Google a tenté plusieurs fois de suite de calmer le jeu, notamment en créant des fonds d’aide pour la presse.
Mais plus récemment (en 2019), la grogne des entreprises de presse a pris un tour plus sérieux. Et surtout, le droit est venu renforcer leur position.
Avril 2020 : l’ADLC s’en mêle
En effet, la législation européenne sur les droits voisins a entériné un certain nombre de principes, qui ont eu l’heur d’irriter la firme de Mountain View !
Suite à l’adoption de la n° 2019-775 du 24 juillet 2019 tendant à créer un droit voisin au profit des agences et des éditeurs de presse, transposant la directive n° 2019/790 du 17 avril 2019 sur le droit d’auteur et les droits voisins dans le marché unique numérique, Google avait unilatéralement décidé qu’elle n’afficherait plus les extraits d’articles, les photographies et les vidéos au sein de ses différents services, sauf à ce que les éditeurs lui en donnent l’autorisation à titre gratuit.

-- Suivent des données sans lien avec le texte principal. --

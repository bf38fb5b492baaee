/// A reference to a named type, e.g. `Int` or `User!`.
#[derive(Clone, Debug, Eq, Hash, PartialEq)]
pub struct NamedTypeAnnotation {
    pub(super) name: String,
    pub(super) nullable: bool,
}
impl NamedTypeAnnotation {
    /// The name of the referenced type.
    pub fn graphql_type_name(&self) -> &str {
        self.name.as_str()
    }

    pub fn nullable(&self) -> bool {
        self.nullable
    }
}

L’Autorité de la concurrence avait considéré que ce comportement était susceptible de constituer un abus de position dominante et qu’il portait une atteinte grave et immédiate au secteur de la presse. Elle avait prononcé, dans l’attente d’une décision au fond, sept injonctions à l’égard de Google. Cette décision a été confirmée par la cour d’appel de Paris dans un arrêt du 8 octobre 2020, et est devenue définitive (Google n’ayant pas formé de pourvoi en cassation).
Google « n’a pas négocié de bonne foi »
Quelques mois plus tard, l’Autorité de la concurrence constate que plusieurs de ces injonctions n’ont pas du tout été respectées par Google.

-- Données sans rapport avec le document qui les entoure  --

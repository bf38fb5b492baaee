use crate::Value;
use crate::ast;
use crate::types::DeprecationState;
use crate::types::TypeBuildError;
use crate::types::type_build_error::validate_name;
use indexmap::IndexMap;

/// One value of an [`EnumType`].
#[derive(Clone, Debug, PartialEq)]
pub struct EnumValue {
    pub(crate) value: Value,
    pub(crate) description: Option<String>,
    pub(crate) deprecation_reason: Option<String>,
}
impl EnumValue {
    /// An enum value whose internal representation is `value`.
    pub fn new(value: impl Into<Value>) -> Self {
        Self {
            value: value.into(),
            description: None,
            deprecation_reason: None,
        }
    }

    pub fn with_description(mut self, description: impl Into<String>) -> Self {
        self.description = Some(description.into());
        self
    }

    pub fn with_deprecation_reason(mut self, reason: impl Into<String>) -> Self {
        self.deprecation_reason = Some(reason.into());
        self
    }

    pub fn value(&self) -> &Value {
        &self.value
    }

    pub fn description(&self) -> Option<&str> {
        self.description.as_deref()
    }

    pub fn deprecation_state(&self) -> DeprecationState<'_> {
        self.deprecation_reason.as_ref().into()
    }
}

/// Represents an
/// [enum type](https://spec.graphql.org/October2021/#sec-Enums).
///
/// Each value has a name (what clients see) and an internal [`Value`]
/// (what resolvers see). Serialization maps internal values to names;
/// parsing maps names to internal values.
#[derive(Clone, Debug, PartialEq)]
pub struct EnumType {
    pub(crate) name: String,
    pub(crate) description: Option<String>,
    pub(crate) values: IndexMap<String, EnumValue>,
}
impl EnumType {
    pub fn builder(name: impl Into<String>) -> EnumTypeBuilder {
        EnumTypeBuilder {
            name: name.into(),
            description: None,
            values: IndexMap::new(),
            duplicate_value: None,
        }
    }

    pub fn name(&self) -> &str {
        self.name.as_str()
    }

    pub fn description(&self) -> Option<&str> {
        self.description.as_deref()
    }

    pub fn values(&self) -> &IndexMap<String, EnumValue> {
        &self.values
    }

    pub fn value(&self, name: &str) -> Option<&EnumValue> {
        self.values.get(name)
    }

    /// The name of the value whose internal representation equals `value`.
    pub fn serialize(&self, value: &Value) -> Option<&str> {
        self.values
            .iter()
            .find(|(_, enum_value)| &enum_value.value == value)
            .map(|(name, _)| name.as_str())
    }

    /// The internal value for a runtime input: an enum name given as a
    /// string.
    pub fn parse_value(&self, value: &Value) -> Option<Value> {
        let name = value.as_str()?;
        self.values.get(name).map(|enum_value| enum_value.value.clone())
    }

    /// The internal value for an enum literal. Strings are not enum
    /// literals.
    pub fn parse_literal(&self, literal: &ast::Value) -> Option<Value> {
        match literal {
            ast::Value::Enum(enum_literal) => self
                .values
                .get(enum_literal.value.as_str())
                .map(|enum_value| enum_value.value.clone()),
            _ => None,
        }
    }
}

pub struct EnumTypeBuilder {
    name: String,
    description: Option<String>,
    values: IndexMap<String, EnumValue>,
    duplicate_value: Option<String>,
}
impl EnumTypeBuilder {
    pub fn description(mut self, description: impl Into<String>) -> Self {
        self.description = Some(description.into());
        self
    }

    /// Adds a value whose internal representation is its own name.
    pub fn value(self, name: impl Into<String>) -> Self {
        let name = name.into();
        let enum_value = EnumValue::new(name.as_str());
        self.value_with(name, enum_value)
    }

    pub fn value_with(mut self, name: impl Into<String>, value: EnumValue) -> Self {
        let name = name.into();
        if self.values.contains_key(&name) {
            self.duplicate_value.get_or_insert(name);
        } else {
            self.values.insert(name, value);
        }
        self
    }

    pub fn build(self) -> Result<EnumType, TypeBuildError> {
        validate_name(&self.name)?;
        if let Some(value_name) = self.duplicate_value {
            return Err(TypeBuildError::DuplicateEnumValueDefinition {
                enum_name: self.name,
                value_name,
            });
        }
        if self.values.is_empty() {
            return Err(TypeBuildError::EnumWithNoVariants {
                type_name: self.name,
            });
        }
        for value_name in self.values.keys() {
            validate_name(value_name)?;
            // https://spec.graphql.org/October2021/#EnumValue
            if matches!(value_name.as_str(), "true" | "false" | "null") {
                return Err(TypeBuildError::InvalidEnumValueName {
                    enum_name: self.name.clone(),
                    name: value_name.clone(),
                });
            }
        }
        Ok(EnumType {
            name: self.name,
            description: self.description,
            values: self.values,
        })
    }
}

Quelles sont les injonctions que l’ADLC considère non respectées par Google :
Injonction 1 : l’obligation de négocier de bonne foi dans les conditions fixées par l’article L. 218-4 du CPI et selon des critères objectifs, transparents et non discriminatoires
L’ADLC reproche à Google d’avoir « déplacé » la négociation vers le nouveau service Showcase. Et d’avoir limité drastiquement le champ d’application de l’accord. Mais aussi de de sortir du cadre d’une simple négociation sur une rémunération due dans le cadre des droits voisins.
Injonction 2 : l’obligation de communiquer aux éditeurs et agences de presse les informations nécessaires « à une évaluation transparente de la rémunération due »
Selon l’ADLC, la communication sur ces points a été partielle, et tardive. Et globalement, insuffisante pour permettre une évaluation transparente.
L’injonction 5 : l’obligation de neutralité sur les modalités d’indexation, de classement et de présentation des contenus protégés des éditeurs et agences de presse sur les services de Google au cours des négociations relatives aux droits voisins
Selon l’ADLC : « Google a violé l’obligation de neutralité des négociations que lui imposait la décision de mesures conservatoires en liant la négociation sur la rémunération […] à la conclusion d’autres partenariats pouvant avoir un impact sur l’affichage et l’indexation des contenus des éditeurs et agences de presse ».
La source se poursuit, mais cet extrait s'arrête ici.